Collected data entries:
+---+

#[cfg(test)]
mod tests {
    use pretty_assertions::assert_eq;

    use super::*;

    #[test]
    fn test_generation_invalidates_stale_handles() {
        let arena = SymbolArena::new();
        let a = arena.new_child("a", arena.root(), false);
        arena.remove(a);
        let b = arena.new_child("b", arena.root(), false);
        assert_eq!(a.index(), b.index());
        assert!(!arena.contains(a));
        assert!(arena.contains(b));
        assert_eq!(arena.get_local(a, "x"), None);
    }

    #[test]
    fn test_set_writes_to_defining_scope() {
        let arena = SymbolArena::new();
        let outer = arena.new_child("outer", arena.root(), false);
        let inner = arena.new_child("inner", outer, false);
        arena.set_always(outer, "x", Value::Int(1)).unwrap();
        arena.set(inner, "x", Value::Int(2)).unwrap();
        assert_eq!(arena.get_local(outer, "x"), Some(Value::Int(2)));
        assert!(!arena.is_local(inner, "x"));
        arena.set(inner, "y", Value::Int(3)).unwrap();
        assert!(arena.is_local(inner, "y"));
    }

    #[test]
    fn test_constants_reject_set() {
        let arena = SymbolArena::new();
        let t = arena.new_child("t", arena.root(), false);
        arena.set_constant(t, "pi", Value::Float64(2.5)).unwrap();
        assert_eq!(arena.set(t, "pi", Value::Int(3)).unwrap_err().kind(), ErrorKind::ReadOnly);
        arena.set_always(t, "pi", Value::Int(3)).unwrap();
        assert_eq!(arena.delete(t, "pi", false).unwrap_err().kind(), ErrorKind::ReadOnly);
    }

    #[test]
    fn test_create_and_delete() {
        let arena = SymbolArena::new();
        let t = arena.new_child("t", arena.root(), false);
        arena.create(t, "a").unwrap();
        assert_eq!(arena.create(t, "a").unwrap_err().kind(), ErrorKind::SymbolExists);
        arena.delete(t, "a", false).unwrap();
        assert_eq!(arena.delete(t, "a", false).unwrap_err().kind(), ErrorKind::UnknownSymbol);
        arena.delete(t, "a", true).unwrap();
    }

    #[test]
    fn test_find_next_scope() {
        let arena = SymbolArena::new();
        let caller = arena.new_child("caller", arena.root(), false);
        let func = arena.new_child("func", caller, true);
        let block = arena.new_child("block", func, false);
        assert_eq!(arena.find_next_scope(block), caller);
        assert_eq!(arena.find_next_scope(caller), arena.root());
    }

    #[test]
    fn test_clone_table_copies_values_and_flags() {
        let arena = SymbolArena::new();
        let t = arena.new_child("t", arena.root(), true);
        arena.set_always(t, "a", Value::Int(1)).unwrap();
        arena.set_constant(t, "k", Value::from("c")).unwrap();
        let c = arena.clone_table(t, "copy").unwrap();
        assert_eq!(arena.names(c), vec!["a".to_owned(), "k".to_owned()]);
        assert!(arena.is_boundary(c));
        assert_eq!(arena.set(c, "k", Value::Null).unwrap_err().kind(), ErrorKind::ReadOnly);
        arena.set(c, "a", Value::Int(5)).unwrap();
        assert_eq!(arena.get_local(t, "a"), Some(Value::Int(1)));
    }

    #[test]
    fn test_format_lists_symbols() {
        let arena = SymbolArena::new();
        arena.set_always(arena.root(), "answer", Value::Int(42)).unwrap();
        let text = arena.format(arena.root());
        assert!(text.starts_with("Symbol table Root #0.0"), "{text}");
        assert!(text.contains("answer"), "{text}");
    }
}
//! `Go`, `Wait` and channel transfer.

use std::{sync::Arc, thread};

use super::{Context, DISCARD_VAR, callable_name};
use crate::{
    errors::{EgoError, ErrorKind, RunResult},
    log::{self, LogCategory},
    log_debug,
    symbols::ROOT_TABLE,
    value::Value,
};

impl Context {
    /// Starts the callable on its own thread. The task gets a fresh context
    /// whose scope is a new boundary table under the root, so it shares the
    /// globals and nothing else with the spawning function.
    pub(super) fn op_go(&mut self, operand: &Value) -> RunResult<()> {
        let count = Self::operand_count(operand, 0)?;
        let args = self.pop_args(count)?;
        let callable = self.pop_value()?.into_unwrapped();
        let name = callable_name(&callable);
        let arena = Arc::clone(&self.arena);
        let settings = Arc::clone(&self.settings);
        log_debug!(LogCategory::Trace, "({}) go {name}", self.thread_id);

        let task_name = format!("go {name}");
        let handle = thread::Builder::new()
            .name(task_name.clone())
            .spawn(move || {
                let table = arena.new_child(&task_name, ROOT_TABLE, true);
                let mut ctx = Self::trampoline(Arc::clone(&arena), table, settings, callable, args);
                let result = ctx.run();
                arena.remove(table);
                if let Err(err) = &result {
                    log::emit(LogCategory::App, &format!("{task_name}: {err}"));
                }
                result
            })
            .map_err(|e| EgoError::new(ErrorKind::Panic).context(e))?;
        self.tasks.push(handle);
        Ok(())
    }

    /// `Wait wg` (a WaitGroup, or the name of one) blocks on the group.
    /// Without one, joins every task this context started.
    pub(super) fn op_wait(&mut self, operand: &Value) -> RunResult<()> {
        let target = match operand.unwrapped() {
            Value::Null => None,
            Value::String(name) => self.arena.get(self.symbols, name),
            v => Some(v.clone()),
        };
        match target.map(Value::into_unwrapped) {
            Some(Value::WaitGroup(wg)) => {
                wg.wait();
                Ok(())
            }
            _ => self.join_tasks(),
        }
    }

    /// Joins the tasks started by `Go` and reports the first failure.
    pub fn join_tasks(&mut self) -> RunResult<()> {
        let mut first = None;
        for handle in self.tasks.drain(..) {
            let result = handle
                .join()
                .unwrap_or_else(|_| Err(EgoError::new(ErrorKind::Panic).context("task panicked")));
            if let Err(err) = result {
                first.get_or_insert(err);
            }
        }
        first.map_or(Ok(()), Err)
    }

    /// Sends to the channel held in `name`, or receives into `name` from the
    /// channel on top of the stack.
    pub(super) fn op_store_chan(&mut self, operand: &Value) -> RunResult<()> {
        let name = Self::operand_name(operand)?;
        if let Some(Value::Channel(channel)) = self.arena.get(self.symbols, name).map(Value::into_unwrapped) {
            let v = self.pop_value()?;
            return channel.send(v);
        }
        match self.pop_value()?.into_unwrapped() {
            Value::Channel(channel) => {
                let v = channel.receive()?;
                if name == DISCARD_VAR {
                    return Ok(());
                }
                self.arena.set(self.symbols, name, v)
            }
            other => Err(EgoError::new(ErrorKind::InvalidChannel).context(other.kind())),
        }
    }
}

#[cfg(test)]
mod tests {
    use std::sync::Arc;

    use pretty_assertions::assert_eq;

    use crate::{
        bytecode::{ByteCode, Opcode},
        channel::Channel,
        errors::ErrorKind,
        symbols::{ROOT_TABLE, SymbolArena},
        value::Value,
        vm::Context,
    };

    /// `func(ch, v) { ch <- v }`
    fn sender() -> ByteCode {
        let mut code = ByteCode::new("sender");
        code.emit_with(Opcode::Load, "__args");
        code.emit_with(Opcode::Push, 0);
        code.emit(Opcode::LoadIndex);
        code.emit_with(Opcode::CreateAndStore, "ch");
        code.emit_with(Opcode::Load, "__args");
        code.emit_with(Opcode::Push, 1);
        code.emit(Opcode::LoadIndex);
        code.emit_with(Opcode::StoreChan, "ch");
        code.emit(Opcode::Return);
        code
    }

    #[test]
    fn test_go_sends_on_channel() {
        let channel = Value::Channel(Channel::new(1));
        let mut code = ByteCode::new("main");
        code.emit_with(Opcode::Push, sender());
        code.emit_with(Opcode::Push, channel.clone());
        code.emit_with(Opcode::Push, 42);
        code.emit_with(Opcode::Go, 2);
        code.emit_with(Opcode::Push, channel);
        code.emit_with(Opcode::StoreChan, "x");
        code.emit(Opcode::Wait);
        code.emit_with(Opcode::Load, "x");
        let mut ctx = Context::new(SymbolArena::new(), ROOT_TABLE, code);
        ctx.run().unwrap();
        assert_eq!(ctx.stack(), &[Value::Int(42)]);
    }

    #[test]
    fn test_task_errors_surface_on_wait() {
        let mut failing = ByteCode::new("failing");
        failing.emit_with(Opcode::Load, "missing");
        failing.emit(Opcode::Return);
        let mut code = ByteCode::new("main");
        code.emit_with(Opcode::Push, failing);
        code.emit_with(Opcode::Go, 0);
        code.emit(Opcode::Wait);
        let mut ctx = Context::new(SymbolArena::new(), ROOT_TABLE, code);
        assert_eq!(ctx.run().unwrap_err().kind(), ErrorKind::UnknownSymbol);
    }

    #[test]
    fn test_store_chan_needs_a_channel() {
        let mut code = ByteCode::new("main");
        code.emit_with(Opcode::Push, 1);
        code.emit_with(Opcode::StoreChan, "x");
        let mut ctx = Context::new(SymbolArena::new(), ROOT_TABLE, code);
        assert_eq!(ctx.run().unwrap_err().kind(), ErrorKind::InvalidChannel);
    }

    #[test]
    fn test_go_task_tables_are_released() {
        let arena = SymbolArena::new();
        let before = arena.table_count();
        let mut code = ByteCode::new("main");
        code.emit_with(Opcode::Push, sender());
        code.emit_with(Opcode::Push, Value::Channel(Channel::new(1)));
        code.emit_with(Opcode::Push, "v");
        code.emit_with(Opcode::Go, 2);
        code.emit(Opcode::Wait);
        let mut ctx = Context::new(Arc::clone(&arena), ROOT_TABLE, code);
        ctx.run().unwrap();
        assert_eq!(arena.table_count(), before);
    }
}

+---+

(TRY IT) Up to and including the line with "arena.remove(a);", output every line of the records above exactly, starting from the first; output nothing else.

(WRITTEN ANSWER)
#[cfg(test)]
mod tests {
    use pretty_assertions::assert_eq;

    use super::*;

    #[test]
    fn test_generation_invalidates_stale_handles() {
        let arena = SymbolArena::new();
        let a = arena.new_child("a", arena.root(), false);
        arena.remove(a);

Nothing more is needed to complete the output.